The Eurasian Economic Union: A Brittle Road Block on China's "One Belt – One Road" - A Liberal Perspective
In this article, I explore the development and character of the Eurasian Economic Union (EEU) and its compatibility with China's OBOR initiative. The genesis of the EEU is placed in the context of Russia's attempts to fill its "Monroe Doctrine" with substance, i.e. to claim the post-Soviet space as a zone of exclusive Russian influence. Russia's "Monroe Doctrine" was primarily formulated against the EU, its enlargement and its "European Neighbourhood Policy" (ENP) which offers privileged relations also to countries in the post-Soviet space. The logic of the Russian "Monroe Doctrine" works, however, against all countries trying to establish closer ties with former Soviet republics, China included.

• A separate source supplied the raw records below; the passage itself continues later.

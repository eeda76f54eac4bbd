use crate::text_table::{Alignment, TextTableBuilder, combine_sections};
use std::borrow::Cow;
use tripsplit_application::TripLedgerReport;
use tripsplit_domain::{Balance, ExpenseSummary, Money, SettlementContext, SettlementSuggestion};

const MEMBER: &str = "Member";
const BALANCE: &str = "Balance";
const FROM: &str = "From";
const TO: &str = "To";
const AMOUNT: &str = "Amount";
const EXPENSE: &str = "Expense";
const DATE: &str = "Date";
const CATEGORY: &str = "Category";
const TOTAL: &str = "Total";
const REFUNDED: &str = "Refunded";
const NET: &str = "Net";
const ALL_SETTLED: &str = "Everyone is settled up.";

/// Renders trip reports as text, printing amounts at the context's scale.
#[derive(Clone, Copy, Debug, Default)]
pub struct LedgerPresenter {
    context: SettlementContext,
}

pub struct LedgerView {
    pub heading: String,
    pub expense_table: Option<String>,
    pub balance_table: String,
    /// `None` when nobody owes anything.
    pub suggestion_table: Option<String>,
    pub skipped: Vec<String>,
}

impl LedgerView {
    pub fn to_text(&self) -> String {
        let skipped = (!self.skipped.is_empty()).then(|| {
            let mut lines = format!("Skipped {} invalid record(s):", self.skipped.len());
            for reason in &self.skipped {
                lines.push_str("\n  - ");
                lines.push_str(reason);
            }
            lines
        });
        let suggestions = self.suggestion_table.as_deref().unwrap_or(ALL_SETTLED);

        let mut sections = vec![self.heading.as_str()];
        sections.extend(self.expense_table.as_deref());
        sections.push(&self.balance_table);
        sections.push(suggestions);
        sections.extend(skipped.as_deref());
        combine_sections(&sections).unwrap_or_default()
    }
}

impl LedgerPresenter {
    pub fn new(context: SettlementContext) -> Self {
        Self { context }
    }

    pub fn render(&self, report: &TripLedgerReport) -> LedgerView {
        let mut heading = format!(
            "{} ({}) | total expenses {} {}",
            trip_label(report),
            report.currency,
            self.amount(report.total_expenses),
            report.currency
        );
        if let Some(description) = report.trip_description.as_deref()
            && !description.is_empty()
        {
            heading.push('\n');
            heading.push_str(description);
        }

        LedgerView {
            heading,
            expense_table: (!report.expenses.is_empty())
                .then(|| self.build_expense_table(&report.expenses)),
            balance_table: self.build_balance_table(&report.balances),
            suggestion_table: (!report.suggestions.is_empty())
                .then(|| self.build_suggestion_table(&report.suggestions)),
            skipped: report.skipped.iter().map(ToString::to_string).collect(),
        }
    }

    pub fn build_balance_table(&self, balances: &[Balance]) -> String {
        let mut builder = TextTableBuilder::new()
            .alignments(&[Alignment::Left, Alignment::Right])
            .headers(&[Cow::Borrowed(MEMBER), Cow::Borrowed(BALANCE)]);

        for balance in balances {
            let sign = if balance.amount.is_negative() { "" } else { "+" };
            builder = builder.row([
                Cow::Borrowed(balance.name.as_str()),
                Cow::Owned(format!("{sign}{}", self.amount(balance.amount))),
            ]);
        }

        builder.build()
    }

    pub fn build_suggestion_table(&self, suggestions: &[SettlementSuggestion]) -> String {
        let mut builder = TextTableBuilder::new()
            .alignments(&[Alignment::Left, Alignment::Left, Alignment::Right])
            .headers(&[
                Cow::Borrowed(FROM),
                Cow::Borrowed(TO),
                Cow::Borrowed(AMOUNT),
            ]);

        for suggestion in suggestions {
            builder = builder.row([
                Cow::Borrowed(suggestion.from_user_name.as_str()),
                Cow::Borrowed(suggestion.to_user_name.as_str()),
                Cow::Owned(format!(
                    "{} {}",
                    self.amount(suggestion.amount),
                    suggestion.currency
                )),
            ]);
        }

        builder.build()
    }

    pub fn build_expense_table(&self, expenses: &[ExpenseSummary]) -> String {
        let mut builder = TextTableBuilder::new()
            .alignments(&[
                Alignment::Left,
                Alignment::Left,
                Alignment::Left,
                Alignment::Right,
                Alignment::Right,
                Alignment::Right,
            ])
            .headers(&[
                Cow::Borrowed(EXPENSE),
                Cow::Borrowed(DATE),
                Cow::Borrowed(CATEGORY),
                Cow::Borrowed(TOTAL),
                Cow::Borrowed(REFUNDED),
                Cow::Borrowed(NET),
            ]);

        for expense in expenses {
            let label = if expense.description.is_empty() {
                Cow::Owned(expense.expense_id.to_string())
            } else {
                Cow::Borrowed(expense.description.as_str())
            };
            builder = builder.row([
                label,
                Cow::Borrowed(expense.date.as_deref().unwrap_or_default()),
                Cow::Borrowed(expense.category.as_deref().unwrap_or_default()),
                Cow::Owned(self.amount(expense.total_amount)),
                Cow::Owned(self.amount(expense.refunded_amount)),
                Cow::Owned(self.amount(expense.net_amount)),
            ]);
        }

        builder.build()
    }

    fn amount(&self, amount: Money) -> String {
        format_amount(amount, self.context)
    }
}

fn trip_label(report: &TripLedgerReport) -> Cow<'_, str> {
    if report.trip_name.is_empty() {
        Cow::Owned(report.trip_id.to_string())
    } else {
        Cow::Borrowed(&report.trip_name)
    }
}

/// Rounds with the context's mode, then prints exactly `context.scale`
/// decimal places whatever scale the amount was recorded with.
pub fn format_amount(amount: Money, context: SettlementContext) -> String {
    let rounded = context.round(amount);
    let scale = context.scale as usize;
    format!("{rounded:.scale$}")
}
#![warn(clippy::uninlined_format_args)]

pub mod error;
pub mod model;
pub mod services;

pub use error::{AmountField, ConsistencyError, LedgerDataError, LedgerError, RecordRef};
pub use model::{
    Balance, Expense, ExpenseId, ExpenseSummary, Member, MemberBalances, MemberId, Money,
    PayerShare, Refund, RefundId, SettlementId, SettlementRecord, SettlementSuggestion,
    SplitShare, Trip, TripId,
};
pub use services::{
    BalanceCalculator, BalanceOptions, BalanceReport, InvalidRecordPolicy, PlanSide,
    RoundingMode, SettlementContext, SettlementPlanError, SettlementPlanner,
    SettlementRoundingError, compute_balances, suggest_settlements,
};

In 2013, President Putin presented the EEU as a predominantly political project, shortly after the Chinese President had launched the OBOR initiative; all twelve states in the post-Soviet space were invited to participate. However, Georgia, Moldova and Ukraine opted for an association agreement with the EU, a move to which Russia responded by the annexation of Crimea and starting an insurgency in Eastern Ukraine. In 2015, the EEU officially started with the participation of only five countries: Armenia, Belarus, Kazakhstan, Kyrgyzstan and Russia. It implied the extension of the rather high Russian tariffs to the whole EEU, a move which had negative effects on Chinese transactions with the region. This, however, could not impede a rise of the Chinese presence in Central Asia. In its present form, the EEU is not compatible with the OBOR initiative. A free-trade agreement between China and the EEU could make it compatible, but this is not a realistic perspective for the near future.
The EEU seems to be an unstable construction, with many basic rules and norms being unclear, and many tensions and conflicts among its members.